------ TASK INPUT ------
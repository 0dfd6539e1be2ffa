//! Test doubles for the pipeline's outside boundaries.

use std::cell::{Cell, RefCell};
use std::collections::{HashMap, VecDeque};
use std::sync::atomic::{AtomicUsize, Ordering};
use std::sync::Arc;
use std::time::Duration;

use tracing::{Event, Level, Subscriber};
use tracing_subscriber::layer::{Context, Layer};

use crate::domain::{
    AppError, ChannelHandle, Destination, Downloader, Fetched, MessageHandle, OutgoingMessage,
    PostFailure, PostResult, PostTarget, Result, Sleeper, ThreadHandle,
};

/// Serves canned bodies by URL; unknown URLs fail like a dropped connection.
#[derive(Default)]
pub struct FakeDownloader {
    pub bodies: HashMap<String, Fetched>,
    pub calls: RefCell<Vec<String>>,
}

impl FakeDownloader {
    pub fn with(url: &str, fetched: Fetched) -> Self {
        Self {
            bodies: HashMap::from([(url.to_string(), fetched)]),
            calls: RefCell::default(),
        }
    }

    pub fn calls(&self) -> usize {
        self.calls.borrow().len()
    }
}

impl Downloader for FakeDownloader {
    async fn fetch(&self, url: &str) -> Result<Fetched> {
        self.calls.borrow_mut().push(url.to_string());
        self.bodies.get(url).cloned().ok_or_else(|| AppError::Download {
            url: url.to_string(),
            message: "connection reset".into(),
        })
    }
}

/// Records every call and answers from a script.
#[derive(Default)]
pub struct FakeDestination {
    pub channels: RefCell<HashMap<String, ChannelHandle>>,
    pub created: RefCell<Vec<String>>,
    pub sent: RefCell<Vec<(PostTarget, OutgoingMessage)>>,
    pub threads: RefCell<Vec<(ChannelHandle, MessageHandle, String)>>,
    /// Failures returned by the next `send_message` calls, in order.
    pub send_failures: RefCell<VecDeque<PostFailure>>,
    /// Failures returned by the next `start_thread` calls, in order.
    pub thread_failures: RefCell<VecDeque<PostFailure>>,
    /// Content substring that makes `send_message` fail permanently.
    pub reject_content: RefCell<Option<String>>,
    pub send_calls: Cell<usize>,
}

impl FakeDestination {
    pub fn with_channels(names: &[&str]) -> Self {
        let fake = Self::default();
        for name in names {
            fake.channels
                .borrow_mut()
                .insert((*name).to_string(), ChannelHandle(format!("c-{name}")));
        }
        fake
    }

    pub fn fail_sends(&self, failures: impl IntoIterator<Item = PostFailure>) {
        self.send_failures.borrow_mut().extend(failures);
    }

    pub fn sent_contents(&self) -> Vec<String> {
        self.sent
            .borrow()
            .iter()
            .map(|(_, m)| m.content.clone())
            .collect()
    }

    pub fn total_calls(&self) -> usize {
        self.send_calls.get() + self.threads.borrow().len() + self.created.borrow().len()
    }
}

impl Destination for FakeDestination {
    async fn find_channel(&self, name: &str) -> PostResult<Option<ChannelHandle>> {
        Ok(self.channels.borrow().get(name).cloned())
    }

    async fn create_channel(&self, name: &str) -> PostResult<ChannelHandle> {
        self.created.borrow_mut().push(name.to_string());
        let handle = ChannelHandle(format!("c-{name}"));
        self.channels
            .borrow_mut()
            .insert(name.to_string(), handle.clone());
        Ok(handle)
    }

    async fn send_message(
        &self,
        target: &PostTarget,
        message: &OutgoingMessage,
    ) -> PostResult<MessageHandle> {
        self.send_calls.set(self.send_calls.get() + 1);
        if let Some(failure) = self.send_failures.borrow_mut().pop_front() {
            return Err(failure);
        }
        if let Some(needle) = self.reject_content.borrow().as_deref() {
            if message.content.contains(needle) {
                return Err(PostFailure::Permanent("400 Bad Request".into()));
            }
        }
        let mut sent = self.sent.borrow_mut();
        sent.push((target.clone(), message.clone()));
        Ok(MessageHandle(format!("m{}", sent.len())))
    }

    async fn start_thread(
        &self,
        channel: &ChannelHandle,
        message: &MessageHandle,
        name: &str,
    ) -> PostResult<ThreadHandle> {
        if let Some(failure) = self.thread_failures.borrow_mut().pop_front() {
            return Err(failure);
        }
        self.threads
            .borrow_mut()
            .push((channel.clone(), message.clone(), name.to_string()));
        Ok(ThreadHandle(format!("t-{}", message.0)))
    }
}

/// Records requested delays instead of waiting.
#[derive(Default)]
pub struct RecordingSleeper {
    pub delays: RefCell<Vec<Duration>>,
}

impl Sleeper for RecordingSleeper {
    async fn sleep(&self, delay: Duration) {
        self.delays.borrow_mut().push(delay);
    }
}

/// Counts warning events on the current thread while installed.
#[derive(Clone, Default)]
pub struct WarningCounter(Arc<AtomicUsize>);

impl WarningCounter {
    /// Installs the counter as this thread's default subscriber.
    pub fn install(&self) -> tracing::subscriber::DefaultGuard {
        use tracing_subscriber::prelude::*;
        tracing::subscriber::set_default(tracing_subscriber::registry().with(self.clone()))
    }

    pub fn count(&self) -> usize {
        self.0.load(Ordering::SeqCst)
    }
}

impl<S: Subscriber> Layer<S> for WarningCounter {
    fn on_event(&self, event: &Event<'_>, _ctx: Context<'_, S>) {
        if *event.metadata().level() == Level::WARN {
            self.0.fetch_add(1, Ordering::SeqCst);
        }
    }
}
------
When a line in the material above holds the word "VecDeque", copy that line.

use std::collections::{HashMap, VecDeque};
    pub send_failures: RefCell<VecDeque<PostFailure>>,
    pub thread_failures: RefCell<VecDeque<PostFailure>>,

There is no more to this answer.